(What is being asked)
All of the data is to be restated word for word.

Collected data entries

---

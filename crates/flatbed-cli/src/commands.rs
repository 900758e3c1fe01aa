use std::fs;
use std::path::Path;

use anyhow::{Context, Result, bail};
use comfy_table::Table;
use tracing::{debug, info, info_span};

use flatbed_ingest::{JsonDirConnector, StageLayout, discover_sources, load_pipeline_config};
use flatbed_model::{DatasetDescriptor, ExpandStep, PipelineConfig, RunStatus};
use flatbed_report::write_status_ledger;

use crate::cli::{DatasetsArgs, RunArgs};
use crate::pipeline::{UnionOutcome, process_source, union_stage};
use crate::summary::apply_table_style;
use crate::types::RunResult;

pub fn run_pipeline(args: &RunArgs) -> Result<RunResult> {
    let config = load_config(args.config.as_deref())?;
    if config.datasets.is_empty() {
        bail!("configuration lists no datasets");
    }

    let data_root = args
        .data_root
        .clone()
        .unwrap_or_else(|| args.input_root.join("data"));
    let layout = StageLayout::new(&data_root);
    let run_span = info_span!(
        "run",
        input_root = %args.input_root.display(),
        data_root = %data_root.display()
    );
    let _run_guard = run_span.enter();

    let sources = if args.sources.is_empty() {
        discover_sources(&args.input_root).context("discover sources")?
    } else {
        args.sources.clone()
    };
    if sources.is_empty() {
        bail!(
            "no source directories under {}",
            args.input_root.display()
        );
    }

    let mut status = RunStatus::default();
    for source_id in &sources {
        status.register(source_id, config.label_for(source_id));
    }

    if args.dry_run {
        info!(
            sources = sources.len(),
            datasets = config.datasets.len(),
            "dry run, nothing written"
        );
        return Ok(RunResult {
            data_root,
            report_dir: layout.report_dir(),
            status_ledger: None,
            datasets: Vec::new(),
            status,
            errors: Vec::new(),
            has_failures: false,
            all_sources_failed: false,
        });
    }

    // An unwritable report directory dooms the whole run, unlike any single
    // dataset, so it is checked before any work starts.
    fs::create_dir_all(layout.report_dir()).with_context(|| {
        format!(
            "create report directory {}",
            layout.report_dir().display()
        )
    })?;

    let mut runs = Vec::new();
    for source_id in &sources {
        let connector = JsonDirConnector::new(args.input_root.join(source_id));
        let run = process_source(&connector, &layout, source_id, &config.datasets);
        if run.failures.is_empty() {
            status.record_success(
                source_id,
                format!("{} datasets processed", run.completed.len()),
            );
        } else {
            let reasons: Vec<String> = run
                .failures
                .iter()
                .map(|failure| format!("{}: {}", failure.dataset, failure.reason))
                .collect();
            status.record_failure(source_id, reasons.join("; "));
        }
        runs.push(run);
    }

    let UnionOutcome {
        summaries,
        mut errors,
    } = union_stage(&layout, &config.datasets, &runs);

    let status_ledger = match write_status_ledger(&layout, &status) {
        Ok(path) => Some(path),
        Err(error) => {
            // The ledger is the run's source of truth; failing to write it
            // is an infrastructure failure.
            return Err(error).context("write status ledger");
        }
    };

    let all_sources_failed = status.all_failed();
    let has_failures = status.failure_count() > 0 || !errors.is_empty();
    if has_failures {
        errors.sort();
    }

    Ok(RunResult {
        data_root,
        report_dir: layout.report_dir(),
        status_ledger,
        datasets: summaries,
        status,
        errors,
        has_failures,
        all_sources_failed,
    })
}

pub fn run_datasets(args: &DatasetsArgs) -> Result<()> {
    let config = load_config(args.config.as_deref())?;
    let mut table = Table::new();
    table.set_header(vec!["Dataset", "Attributes", "Expansions", "Mode", "Renames"]);
    apply_table_style(&mut table);
    for descriptor in &config.datasets {
        table.add_row(vec![
            descriptor.name.clone(),
            descriptor.attributes.len().to_string(),
            describe_expansions(descriptor),
            if descriptor.drop_unlisted {
                "drop-rest".to_string()
            } else {
                "keep-rest".to_string()
            },
            descriptor.rename.len().to_string(),
        ]);
    }
    println!("{table}");
    Ok(())
}

fn load_config(path: Option<&Path>) -> Result<PipelineConfig> {
    match path {
        Some(path) => {
            let config = load_pipeline_config(path)
                .with_context(|| format!("load config {}", path.display()))?;
            info!(
                path = %path.display(),
                datasets = config.datasets.len(),
                "configuration loaded"
            );
            Ok(config)
        }
        None => {
            let config = PipelineConfig::course_export_defaults();
            debug!(
                datasets = config.datasets.len(),
                "using built-in course export configuration"
            );
            Ok(config)
        }
    }
}

fn describe_expansions(descriptor: &DatasetDescriptor) -> String {
    if descriptor.expand.is_empty() {
        return "-".to_string();
    }
    descriptor
        .expand
        .iter()
        .map(|step| match step {
            ExpandStep::List { column } => format!("unroll {column}"),
            ExpandStep::Map { column, prefix } => format!("flatten {column} ({prefix}*)"),
        })
        .collect::<Vec<_>>()
        .join(", ")
}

---

(Answer to this task)
filename crates/flatbed-cli/src/commands.rs
repository 900758e3c1fe01aa
use std::fs;
use std::path::Path;

use anyhow::{Context, Result, bail};
use comfy_table::Table;
use tracing::{debug, info, info_span};

use flatbed_ingest::{JsonDirConnector, StageLayout, discover_sources, load_pipeline_config};
use flatbed_model::{DatasetDescriptor, ExpandStep, PipelineConfig, RunStatus};
use flatbed_report::write_status_ledger;

use crate::cli::{DatasetsArgs, RunArgs};
use crate::pipeline::{UnionOutcome, process_source, union_stage};
use crate::summary::apply_table_style;
use crate::types::RunResult;

pub fn run_pipeline(args: &RunArgs) -> Result<RunResult> {
    let config = load_config(args.config.as_deref())?;
    if config.datasets.is_empty() {
        bail!("configuration lists no datasets");
    }

    let data_root = args
        .data_root
        .clone()
        .unwrap_or_else(|| args.input_root.join("data"));
    let layout = StageLayout::new(&data_root);
    let run_span = info_span!(
        "run",
        input_root = %args.input_root.display(),
        data_root = %data_root.display()
    );
    let _run_guard = run_span.enter();

    let sources = if args.sources.is_empty() {
        discover_sources(&args.input_root).context("discover sources")?
    } else {
        args.sources.clone()
    };
    if sources.is_empty() {
        bail!(
            "no source directories under {}",
            args.input_root.display()
        );
    }

    let mut status = RunStatus::default();
    for source_id in &sources {
        status.register(source_id, config.label_for(source_id));
    }

    if args.dry_run {
        info!(
            sources = sources.len(),
            datasets = config.datasets.len(),
            "dry run, nothing written"
        );
        return Ok(RunResult {
            data_root,
            report_dir: layout.report_dir(),
            status_ledger: None,
            datasets: Vec::new(),
            status,
            errors: Vec::new(),
            has_failures: false,
            all_sources_failed: false,
        });
    }

    // An unwritable report directory dooms the whole run, unlike any single
    // dataset, so it is checked before any work starts.
    fs::create_dir_all(layout.report_dir()).with_context(|| {
        format!(
            "create report directory {}",
            layout.report_dir().display()
        )
    })?;

    let mut runs = Vec::new();
    for source_id in &sources {
        let connector = JsonDirConnector::new(args.input_root.join(source_id));
        let run = process_source(&connector, &layout, source_id, &config.datasets);
        if run.failures.is_empty() {
            status.record_success(
                source_id,
                format!("{} datasets processed", run.completed.len()),
            );
        } else {
            let reasons: Vec<String> = run
                .failures
                .iter()
                .map(|failure| format!("{}: {}", failure.dataset, failure.reason))
                .collect();
            status.record_failure(source_id, reasons.join("; "));
        }
        runs.push(run);
    }

    let UnionOutcome {
        summaries,
        mut errors,
    } = union_stage(&layout, &config.datasets, &runs);

    let status_ledger = match write_status_ledger(&layout, &status) {
        Ok(path) => Some(path),
        Err(error) => {
            // The ledger is the run's source of truth; failing to write it
            // is an infrastructure failure.
            return Err(error).context("write status ledger");
        }
    };

    let all_sources_failed = status.all_failed();
    let has_failures = status.failure_count() > 0 || !errors.is_empty();
    if has_failures {
        errors.sort();
    }

    Ok(RunResult {
        data_root,
        report_dir: layout.report_dir(),
        status_ledger,
        datasets: summaries,
        status,
        errors,
        has_failures,
        all_sources_failed,
    })
}

pub fn run_datasets(args: &DatasetsArgs) -> Result<()> {
    let config = load_config(args.config.as_deref())?;
    let mut table = Table::new();
    table.set_header(vec!["Dataset", "Attributes", "Expansions", "Mode", "Renames"]);
    apply_table_style(&mut table);
    for descriptor in &config.datasets {
        table.add_row(vec![
            descriptor.name.clone(),
            descriptor.attributes.len().to_string(),
            describe_expansions(descriptor),
            if descriptor.drop_unlisted {
                "drop-rest".to_string()
            } else {
                "keep-rest".to_string()
            },
            descriptor.rename.len().to_string(),
        ]);
    }
    println!("{table}");
    Ok(())
}

fn load_config(path: Option<&Path>) -> Result<PipelineConfig> {
    match path {
        Some(path) => {
            let config = load_pipeline_config(path)
                .with_context(|| format!("load config {}", path.display()))?;
            info!(
                path = %path.display(),
                datasets = config.datasets.len(),
                "configuration loaded"
            );
            Ok(config)
        }
        None => {
            let config = PipelineConfig::course_export_defaults();
            debug!(
                datasets = config.datasets.len(),
                "using built-in course export configuration"
            );
            Ok(config)
        }
    }
}

fn describe_expansions(descriptor: &DatasetDescriptor) -> String {
    if descriptor.expand.is_empty() {
        return "-".to_string();
    }
    descriptor
        .expand
        .iter()
        .map(|step| match step {
            ExpandStep::List { column } => format!("unroll {column}"),
            ExpandStep::Map { column, prefix } => format!("flatten {column} ({prefix}*)"),
        })
        .collect::<Vec<_>>()
        .join(", ")
}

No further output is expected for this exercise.